YOUR GOAL:
The string "postfix" appears in some lines of the entries that follow; copy each such line.

DATA EXCERPTS:

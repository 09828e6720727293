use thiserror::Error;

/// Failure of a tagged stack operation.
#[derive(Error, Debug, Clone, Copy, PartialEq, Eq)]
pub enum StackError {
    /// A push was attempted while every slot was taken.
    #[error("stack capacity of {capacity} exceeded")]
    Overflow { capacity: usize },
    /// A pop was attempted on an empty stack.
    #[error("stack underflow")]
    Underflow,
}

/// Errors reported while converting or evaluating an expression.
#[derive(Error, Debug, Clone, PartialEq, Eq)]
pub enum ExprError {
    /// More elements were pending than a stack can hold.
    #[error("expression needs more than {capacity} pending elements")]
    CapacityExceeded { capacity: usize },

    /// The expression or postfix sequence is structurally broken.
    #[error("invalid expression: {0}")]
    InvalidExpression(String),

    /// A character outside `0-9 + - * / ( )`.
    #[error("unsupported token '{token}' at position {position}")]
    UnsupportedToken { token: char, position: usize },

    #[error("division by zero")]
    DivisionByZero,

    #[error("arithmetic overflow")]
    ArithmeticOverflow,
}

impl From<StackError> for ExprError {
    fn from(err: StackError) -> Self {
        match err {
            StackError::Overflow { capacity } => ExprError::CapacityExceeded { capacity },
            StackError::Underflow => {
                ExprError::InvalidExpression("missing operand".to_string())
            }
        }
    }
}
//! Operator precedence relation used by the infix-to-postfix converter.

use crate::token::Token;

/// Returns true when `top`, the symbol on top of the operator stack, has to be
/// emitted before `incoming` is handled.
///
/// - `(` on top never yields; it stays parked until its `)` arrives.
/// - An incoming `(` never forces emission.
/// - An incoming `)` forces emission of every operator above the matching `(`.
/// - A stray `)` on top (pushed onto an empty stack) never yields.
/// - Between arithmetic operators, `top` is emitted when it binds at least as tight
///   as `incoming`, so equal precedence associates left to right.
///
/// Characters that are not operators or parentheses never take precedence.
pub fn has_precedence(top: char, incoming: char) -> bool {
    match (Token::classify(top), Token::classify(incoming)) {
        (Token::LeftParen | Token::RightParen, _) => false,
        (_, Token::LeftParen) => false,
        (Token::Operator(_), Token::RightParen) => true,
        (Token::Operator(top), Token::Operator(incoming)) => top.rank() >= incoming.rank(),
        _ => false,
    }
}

RESPONSE TO THIS TASK:
    /// The expression or postfix sequence is structurally broken.
//! Operator precedence relation used by the infix-to-postfix converter.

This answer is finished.